Thursday, December 18, 2014

What We All Can Learn from the Military's Payday Loan Problem

Payday Loans sign glows in green neon on a black background Getty Images As a 19-year-old, Robert Knoll made a mistake that many young people do -- he got into debt. Knoll did it by living beyond his meager salary as a U.S. Marine, and using small payday loans to help him get by between paychecks. "The problem, though, is it puts you behind the next payday," Knoll says. Those $80 to $200 payday loans added up, along with the $50 in interest he'd pay to borrow $200 for five days.

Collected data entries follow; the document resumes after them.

//! Multi-layer tile maps
//!
//! A map is a stack of equally sized layers. Only the layer the ball is on
//! takes part in collisions; holes link a cell to the same cell on another
//! layer. Maps are validated once at construction, so the simulation can
//! assume a spawn exists and every hole has somewhere to lead.

use serde::{Deserialize, Serialize};

use super::tile::Tile;
use crate::cell_index;
use crate::error::MapError;

/// Where the ball starts on a map
#[derive(Debug, Clone, Copy, PartialEq, Eq, Serialize, Deserialize)]
pub struct SpawnPoint {
    pub x: usize,
    pub y: usize,
    pub layer: usize,
}

/// A validated maze layout
#[derive(Debug, Clone, PartialEq, Serialize, Deserialize)]
#[serde(try_from = "RawTileMap")]
pub struct TileMap {
    width: usize,
    height: usize,
    /// Row-major cells, one vec per layer
    layers: Vec<Vec<Tile>>,
    spawn: SpawnPoint,
    /// Base color (0xRRGGBB) handed to the renderer
    pub theme: u32,
    /// Status line shown while the map is active
    pub status: String,
    /// Background music for the map, `None` for silence
    pub music_track: Option<u8>,
}

impl TileMap {
    /// Build a map from decoded layers, rejecting anything unplayable
    pub fn new(width: usize, height: usize, layers: Vec<Vec<Tile>>) -> Result<Self, MapError> {
        if width == 0 || height == 0 {
            return Err(MapError::EmptyGrid);
        }
        if layers.is_empty() {
            return Err(MapError::NoLayers);
        }
        for (layer, cells) in layers.iter().enumerate() {
            if cells.len() != width * height {
                return Err(MapError::LayerSize {
                    layer,
                    expected: width * height,
                    found: cells.len(),
                });
            }
        }

        let mut map = Self {
            width,
            height,
            layers,
            spawn: SpawnPoint { x: 0, y: 0, layer: 0 },
            theme: default_theme(),
            status: String::new(),
            music_track: None,
        };
        map.spawn = map.find_spawn().ok_or(MapError::MissingSpawn)?;
        map.check_holes()?;
        Ok(map)
    }

    /// Parse a map from text layers
    ///
    /// Each layer is a list of rows. A row holds one symbol per cell, each
    /// optionally followed by a single whitespace spacer (`"X   X"` is wall,
    /// empty, wall), matching the hand-drawn level layout.
    pub fn parse<L, R>(width: usize, height: usize, layers: &[L]) -> Result<Self, MapError>
    where
        L: AsRef<[R]>,
        R: AsRef<str>,
    {
        let decoded = layers
            .iter()
            .enumerate()
            .map(|(layer, rows)| decode_layer(layer, width, height, rows.as_ref()))
            .collect::<Result<Vec<_>, _>>()?;
        Self::new(width, height, decoded)
    }

    /// Builder-style metadata
    pub fn with_theme(mut self, theme: u32) -> Self {
        self.theme = theme;
        self
    }

    pub fn with_status(mut self, status: impl Into<String>) -> Self {
        self.status = status.into();
        self
    }

    pub fn with_music(mut self, track: Option<u8>) -> Self {
        self.music_track = track;
        self
    }

    #[inline]
    pub fn width(&self) -> usize {
        self.width
    }

    #[inline]
    pub fn height(&self) -> usize {
        self.height
    }

    #[inline]
    pub fn layer_count(&self) -> usize {
        self.layers.len()
    }

    /// Cells of one layer in row-major order (empty slice for a bad index)
    pub fn layer(&self, layer: usize) -> &[Tile] {
        self.layers.get(layer).map(Vec::as_slice).unwrap_or(&[])
    }

    /// Spawn point found at construction
    #[inline]
    pub fn spawn(&self) -> SpawnPoint {
        self.spawn
    }

    /// First `Spawn` tile, scanning layers in order and cells row-major
    pub fn find_spawn(&self) -> Option<SpawnPoint> {
        self.layers.iter().enumerate().find_map(|(layer, cells)| {
            cells
                .iter()
                .position(|t| *t == Tile::Spawn)
                .map(|i| SpawnPoint {
                    x: i % self.width,
                    y: i / self.width,
                    layer,
                })
        })
    }

    /// First layer other than `exclude` with a hole at (x, y)
    pub fn find_layer_with_hole(&self, x: i32, y: i32, exclude: usize) -> Option<usize> {
        let index = cell_index(x, y, self.width, self.height)?;
        self.layers
            .iter()
            .enumerate()
            .filter(|(layer, _)| *layer != exclude)
            .find(|(_, cells)| cells[index] == Tile::Hole)
            .map(|(layer, _)| layer)
    }

    /// Tile at a cell; anything off the grid reads as `Wall`
    pub fn tile(&self, layer: usize, x: i32, y: i32) -> Tile {
        match (self.layers.get(layer), cell_index(x, y, self.width, self.height)) {
            (Some(cells), Some(index)) => cells[index],
            _ => Tile::Wall,
        }
    }

    /// Shatter a breakable wall. Returns false if the cell held anything else.
    pub fn break_wall(&mut self, layer: usize, x: i32, y: i32) -> bool {
        let Some(index) = cell_index(x, y, self.width, self.height) else {
            return false;
        };
        match self.layers.get_mut(layer).map(|cells| &mut cells[index]) {
            Some(tile) if *tile == Tile::BreakableWall => {
                *tile = Tile::BrokenBreakableWall;
                true
            }
            _ => false,
        }
    }

    fn check_holes(&self) -> Result<(), MapError> {
        for (layer, cells) in self.layers.iter().enumerate() {
            for (i, _) in cells.iter().enumerate().filter(|(_, t)| **t == Tile::Hole) {
                let (x, y) = (i % self.width, i / self.width);
                if self
                    .find_layer_with_hole(x as i32, y as i32, layer)
                    .is_none()
                {
                    return Err(MapError::UnpairedHole { layer, x, y });
                }
            }
        }
        Ok(())
    }
}

/// Serialized form of a map, checked by `TileMap::new` on the way in
#[derive(Deserialize)]
struct RawTileMap {
    width: usize,
    height: usize,
    layers: Vec<Vec<Tile>>,
    #[serde(default = "default_theme")]
    theme: u32,
    #[serde(default)]
    status: String,
    #[serde(default)]
    music_track: Option<u8>,
}

/// Theme for maps that do not set one
pub(crate) fn default_theme() -> u32 {
    0x6B5700
}

impl TryFrom<RawTileMap> for TileMap {
    type Error = MapError;

    fn try_from(raw: RawTileMap) -> Result<Self, MapError> {
        Ok(Self::new(raw.width, raw.height, raw.layers)?
            .with_theme(raw.theme)
            .with_status(raw.status)
            .with_music(raw.music_track))
    }
}

/// Decode one text layer into row-major tiles
fn decode_layer<R: AsRef<str>>(
    layer: usize,
    width: usize,
    height: usize,
    rows: &[R],
) -> Result<Vec<Tile>, MapError> {
    if rows.len() != height {
        return Err(MapError::RowCount {
            layer,
            expected: height,
            found: rows.len(),
        });
    }

    let mut cells = Vec::with_capacity(width * height);
    for (row, text) in rows.iter().enumerate() {
        let symbols = row_symbols(text.as_ref());
        if symbols.len() != width {
            return Err(MapError::RowWidth {
                layer,
                row,
                expected: width,
                found: symbols.len(),
            });
        }
        for symbol in symbols {
            let tile = Tile::from_char(symbol).ok_or(MapError::UnknownSymbol {
                layer,
                index: cells.len(),
                symbol,
            })?;
            cells.push(tile);
        }
    }
    Ok(cells)
}

/// Split a row into cell symbols
///
/// Each symbol may be followed by one whitespace spacer. A symbol written
/// where a spacer belongs becomes an extra cell, so the row width check
/// catches it instead of the symbol being dropped.
fn row_symbols(text: &str) -> Vec<char> {
    let mut symbols = Vec::new();
    let mut chars = text.chars().peekable();
    while let Some(symbol) = chars.next() {
        symbols.push(symbol);
        chars.next_if(|c| c.is_whitespace());
    }
    symbols
}

#[cfg(test)]
mod tests {
    use super::*;

    fn two_layer() -> TileMap {
        TileMap::parse(
            4,
            3,
            &[
                ["X X X X", "X s O X", "X X X X"],
                ["X X X X", "X   O X", "X X X X"],
            ],
        )
        .unwrap()
    }

    #[test]
    fn test_parse_and_spawn() {
        let map = two_layer();
        assert_eq!(map.width(), 4);
        assert_eq!(map.height(), 3);
        assert_eq!(map.layer_count(), 2);
        assert_eq!(map.spawn(), SpawnPoint { x: 1, y: 1, layer: 0 });
        assert_eq!(map.tile(0, 2, 1), Tile::Hole);
    }

    #[test]
    fn test_spawn_prefers_earliest_layer_then_row_major() {
        let map = TileMap::parse(
            3,
            2,
            &[["X X X", "X X X"], ["X X s", "s X X"], ["s X X", "X X X"]],
        )
        .unwrap();
        assert_eq!(map.find_spawn(), Some(SpawnPoint { x: 2, y: 0, layer: 1 }));
    }

    #[test]
    fn test_missing_spawn_rejected() {
        let err = TileMap::parse(2, 1, &[["X G"]]).unwrap_err();
        assert_eq!(err, MapError::MissingSpawn);
    }

    #[test]
    fn test_unpaired_hole_rejected() {
        let err = TileMap::parse(3, 1, &[["s O X"], ["X   X"]]).unwrap_err();
        assert_eq!(err, MapError::UnpairedHole { layer: 0, x: 1, y: 0 });
    }

    #[test]
    fn test_bad_rows_rejected() {
        let err = TileMap::parse(3, 2, &[["s X X"]]).unwrap_err();
        assert!(matches!(err, MapError::RowCount { expected: 2, found: 1, .. }));

        let err = TileMap::parse(3, 1, &[["s X"]]).unwrap_err();
        assert!(matches!(err, MapError::RowWidth { expected: 3, found: 2, .. }));

        let err = TileMap::parse(2, 1, &[["s Z"]]).unwrap_err();
        assert!(matches!(err, MapError::UnknownSymbol { symbol: 'Z', index: 1, .. }));
    }

    #[test]
    fn test_symbol_in_spacer_column_is_an_extra_cell() {
        let err = TileMap::parse(2, 1, &[["sXG"]]).unwrap_err();
        assert!(matches!(err, MapError::RowWidth { expected: 2, found: 3, .. }));
    }

    #[test]
    fn test_spacers_are_optional_after_each_symbol() {
        let map = TileMap::parse(3, 1, &[["sX G "]]).unwrap();
        assert_eq!(map.layer(0), &[Tile::Spawn, Tile::Wall, Tile::Goal]);

        // A lone space before a symbol is an empty cell, not a spacer
        let map = TileMap::parse(3, 1, &[[" s X"]]).unwrap();
        assert_eq!(map.layer(0), &[Tile::Empty, Tile::Spawn, Tile::Wall]);
    }

    #[test]
    fn test_deserialize_validates() {
        let json = r#"{ "width": 3, "height": 3, "layers": [["Empty"]] }"#;
        assert!(serde_json::from_str::<TileMap>(json).is_err());

        let json = r#"{ "width": 2, "height": 1, "layers": [["Wall", "Goal"]] }"#;
        assert!(serde_json::from_str::<TileMap>(json).is_err());

        let map = two_layer().with_status("kept");
        let back: TileMap = serde_json::from_str(&serde_json::to_string(&map).unwrap()).unwrap();
        assert_eq!(back, map);
    }

    #[test]
    fn test_find_layer_with_hole_skips_excluded() {
        let map = two_layer();
        assert_eq!(map.find_layer_with_hole(2, 1, 0), Some(1));
        assert_eq!(map.find_layer_with_hole(2, 1, 1), Some(0));
        assert_eq!(map.find_layer_with_hole(1, 1, 0), None);
        assert_eq!(map.find_layer_with_hole(-1, 1, 0), None);
    }

    #[test]
    fn test_out_of_bounds_reads_as_wall() {
        let map = two_layer();
        assert_eq!(map.tile(0, -1, 0), Tile::Wall);
        assert_eq!(map.tile(0, 4, 1), Tile::Wall);
        assert_eq!(map.tile(0, 1, 3), Tile::Wall);
        assert_eq!(map.tile(9, 1, 1), Tile::Wall);
    }

    #[test]
    fn test_break_wall_only_breaks_breakables() {
        let mut map = TileMap::parse(3, 1, &[["s # X"]]).unwrap();
        assert!(!map.break_wall(0, 2, 0));
        assert!(map.break_wall(0, 1, 0));
        assert_eq!(map.tile(0, 1, 0), Tile::BrokenBreakableWall);
        assert!(!map.break_wall(0, 1, 0));
    }
}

With an annual percentage rate on the loan of more than 200 percent, Knoll would post-date a check for $250 for a $200 loan that would be paid off five days later when his paycheck was deposited into his checking account. "You can spend your entire paycheck before you get it," says Knoll, now an account executive at DRIVEN Public Relations in Temecula, California. He retired as a Marine master sergeant in 2013. Help From the ARK Unlike servicemembers today, Knoll didn't have help from the military on payday loans back then. One program that officials are trying to remind military members and their families about is the Asset Recovery Kit. For a $5 fee, members of 17 credit unions supported by the Pentagon Federal Credit Union Foundation can borrow up to $500 interest-free for 30 days. The program has loaned more than $3.8 million in 8,724 loans since it started in 2004, says Jane Whitfield, president and CEO of the PenFed Foundation. "We want to help in preventing short-term emergencies becoming long-term problems," she says.